Swiss companies are flying the flag for ESG

Switzerland comes out top in its ability to attract and retain a highly skilled workforce

In November we visited Switzerland to meet with companies in the Evenlode Global Income portfolio and investable universe with an aim of gaining a more detailed understanding of the businesses, how they operate and their internal culture.

A year on from Switzerland ratifying the Paris Climate Change agreement, it was evident in the conversations we had, not just the companies we engaged with but with the general public, that sustainability was becoming a key priority.

As well as focusing on the companies’ research and development strategies for the coming year, we wanted to get the perspective at Novartis and other big-hitting pharma companies on what ESG factors they deem to have the potential to hurt their business models in the medium to long term.

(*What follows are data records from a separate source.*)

impl<'a> Parser<'a> {
    /// func name(params) { body }
    pub(crate) fn parse_function_definition(&mut self) -> Result<StatementNode, SyntaxError> {
        let keyword = self.advance(CMD);
        let name = self.parse_binding_name()?;
        let open = self.expect(EXPR, TokenType::LParen, "`(` after function name")?;
        let parameters = self.parse_parameter_list(DefinitionKind::Func, &open)?;
        let body = self.parse_definition_body(DefinitionKind::Func)?;
        Ok(StatementNode::FunctionDefinition(FunctionDefinitionNode {
            name,
            parameters,
            span: Span::new(keyword.start, body.span.end),
            body,
        }))
    }

    /// proc name (params)? { body }
    pub(crate) fn parse_proc_definition(&mut self) -> Result<StatementNode, SyntaxError> {
        let keyword = self.advance(CMD);

        let token = self.peek(CMD);
        if token.token_type != TokenType::Word {
            return Err(self.unexpected(CMD, "proc name"));
        }
        if is_reserved_word(&token.value) {
            let span = token.span();
            return Err(SyntaxError::ReservedWordAsIdentifier {
                word: token.value,
                span,
            });
        }
        self.advance(CMD);
        let name = AST::identifier(token.value.clone(), token.span());

        let parameters = if self.peek_type(CMD) == TokenType::LParen {
            let open = self.advance(CMD);
            Some(self.parse_parameter_list(DefinitionKind::Proc, &open)?)
        } else {
            None
        };

        let body = self.parse_definition_body(DefinitionKind::Proc)?;
        Ok(StatementNode::ProcDefinition(ProcDefinitionNode {
            name,
            parameters,
            span: Span::new(keyword.start, body.span.end),
            body,
        }))
    }

    fn parse_definition_body(&mut self, kind: DefinitionKind) -> Result<BlockNode, SyntaxError> {
        let saved = self.definition.replace(kind);
        let body = self.parse_block();
        self.definition = saved;
        body
    }

    /// Tiers after the opening `(`, through the closing `)`
    fn parse_parameter_list(
        &mut self,
        kind: DefinitionKind,
        open: &Token,
    ) -> Result<ParameterListNode, SyntaxError> {
        let max_tiers = match kind {
            DefinitionKind::Func => 2,
            DefinitionKind::Proc => 4,
        };

        self.bracketed(|p| {
            let positional = p.parse_parameter_group(true)?;
            let mut typed = None;
            let mut named = None;
            let mut block = None;

            let mut tier = 1;
            while p.peek_type(EXPR) == TokenType::Semicolon {
                let separator = p.advance(EXPR);
                tier += 1;
                if tier > max_tiers {
                    let reason = match kind {
                        DefinitionKind::Func => "a func takes at most 2 parameter groups",
                        DefinitionKind::Proc => "a proc takes at most 4 parameter groups",
                    };
                    return Err(malformed(reason, separator.span()));
                }
                match (kind, tier) {
                    (DefinitionKind::Func, _) => {
                        if positional.parameters.is_empty() && positional.rest.is_none() {
                            return Err(malformed(
                                "named parameters must follow at least one positional parameter",
                                separator.span(),
                            ));
                        }
                        named = Some(p.parse_parameter_group(false)?);
                    }
                    (DefinitionKind::Proc, 2) => typed = Some(p.parse_parameter_group(true)?),
                    (DefinitionKind::Proc, 3) => named = Some(p.parse_parameter_group(false)?),
                    (DefinitionKind::Proc, _) => block = p.parse_block_parameter()?,
                }
            }

            p.expect_closing(EXPR, TokenType::RParen, open.span())?;
            Ok(ParameterListNode {
                positional,
                typed,
                named,
                block,
                span: Span::new(open.start, p.last_end()),
            })
        })
    }

    /// Comma-separated parameters up to the next `;` or `)`
    fn parse_parameter_group(&mut self, allow_rest: bool) -> Result<ParameterGroupNode, SyntaxError> {
        let begin = self.peek(EXPR).start;
        let mut parameters = Vec::new();
        let mut rest = None;

        loop {
            match self.peek_type(EXPR) {
                TokenType::RParen | TokenType::Semicolon => break,
                TokenType::Ellipsis => {
                    let dots = self.advance(EXPR);
                    if !allow_rest {
                        return Err(malformed(
                            "rest parameter is not allowed among named parameters",
                            dots.span(),
                        ));
                    }
                    let name = self.parse_binding_name()?;
                    rest = Some(ParameterNode {
                        span: Span::new(dots.start, name.span.end),
                        name,
                        default: None,
                    });
                    if self.peek_type(EXPR) == TokenType::Comma {
                        self.advance(EXPR);
                    }
                    let next = self.peek(EXPR);
                    if !matches!(next.token_type, TokenType::RParen | TokenType::Semicolon) {
                        return Err(malformed("rest parameter must come last", next.span()));
                    }
                    break;
                }
                _ => {
                    parameters.push(self.parse_parameter()?);
                    if self.peek_type(EXPR) != TokenType::Comma {
                        break;
                    }
                    self.advance(EXPR);
                }
            }
        }

        Ok(ParameterGroupNode {
            parameters,
            rest,
            span: Span::new(begin, self.last_end().max(begin)),
        })
    }

    /// name or name = default
    fn parse_parameter(&mut self) -> Result<ParameterNode, SyntaxError> {
        let name = self.parse_binding_name()?;
        let mut default = None;
        if self.peek_type(EXPR) == TokenType::Assign {
            self.advance(EXPR);
            default = Some(self.parse_expression()?);
        }
        let end = default.as_ref().map_or(name.span.end, |d| d.span().end);
        Ok(ParameterNode {
            span: Span::new(name.span.start, end),
            name,
            default,
        })
    }

    /// The proc block tier: empty or exactly one parameter
    fn parse_block_parameter(&mut self) -> Result<Option<ParameterNode>, SyntaxError> {
        let token = self.peek(EXPR);
        match token.token_type {
            TokenType::RParen => return Ok(None),
            TokenType::Ellipsis => {
                return Err(malformed(
                    "rest parameter is not allowed for the block parameter",
                    token.span(),
                ))
            }
            _ => {}
        }
        let parameter = self.parse_parameter()?;
        if self.peek_type(EXPR) == TokenType::Comma {
            self.advance(EXPR);
        }
        let next = self.peek(EXPR);
        if next.token_type != TokenType::RParen && next.token_type != TokenType::Semicolon {
            return Err(malformed("only one block parameter is allowed", next.span()));
        }
        Ok(Some(parameter))
    }

    /// `return (expr)` in a func, `return word` in a proc; the value is optional
    pub(crate) fn parse_return(&mut self) -> Result<StatementNode, SyntaxError> {
        let keyword = self.advance(CMD);
        let value = match self.definition {
            Some(DefinitionKind::Func) => {
                if self.peek_type(CMD) == TokenType::LParen {
                    let open = self.advance(CMD);
                    let expression = self.bracketed(|p| {
                        let expression = p.parse_expression()?;
                        p.expect_closing(EXPR, TokenType::RParen, open.span())?;
                        Ok(expression)
                    })?;
                    Some(ReturnValue::Expression(expression))
                } else {
                    None
                }
            }
            _ => {
                if is_word_piece_token(self.peek_type(CMD)) {
                    Some(ReturnValue::Word(self.parse_word()?))
                } else {
                    None
                }
            }
        };
        Ok(StatementNode::Return(ReturnNode {
            value,
            span: Span::new(keyword.start, self.last_end()),
        }))
    }
}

Understandably, product quality emerged in our analysis to be the most material ESG risk for Novartis as well as for the broader pharmaceutical and healthcare sector. Novartis is striving towards creating a strong culture and a more robust prioritising process of the drugs being manufactured, mainly driven by its recently-appointed chief executive Vas Narasimhan.

The incentive structure has now changed for project leaders to encourage plans to be scrapped if they do not look effective in their early days. At the same time, therapies that seem most promising are provided with the most resources to bring them to market fastest.

Labour relations

The Institute of Management Development compares a country’s ability to attract and retain a highly skilled workforce.

The assessment is based on investment and development, appeal and readiness, taking into consideration employees’ education, workplace training, remuneration and other key social issues.

Switzerland once again beat Denmark and Norway to retain the number one position in 2018, for the fifth year in a row.

At a meeting with VAT Group’s head of investor relations Michel Gerber, we discussed the governmental insurance fund, which pays the salaries of flexible workers for two days a week at 80% of their full-time salary.

This means the company can flex its cost base and staff welcome the change as they get to work for three days a week at 92% of their full-time salary.

Labour laws in the country are designed to help smaller companies like VAT Group man manage their cost base during an economic downturn.

Managing labour relations, retaining talent and keeping a positive employee morale is an imperative for such cyclical companies, which require specialised expertise from their employee base.

Broader obligations

According to the Swiss Sustainable Investment Market Study 2018, the demand for sustainable investing was heavily influenced by institutional investors, which now make up 86% of all sustainable investments in Switzerland.

This, coupled with the two new international development policy guidelines – the UN Sustainable Development Goals and the Paris Climate Change agreement – will continue to drive strong growth in the area for the financial sector.

The Swiss equity market is characterised by the presence of a large number of high-quality and high-tech businesses, particularly compared with the size of the country’s population.

It is encouraging to see that these businesses are concretely acting upon their broader obligations to society and are using their position to effect positive change on social and environmental matters.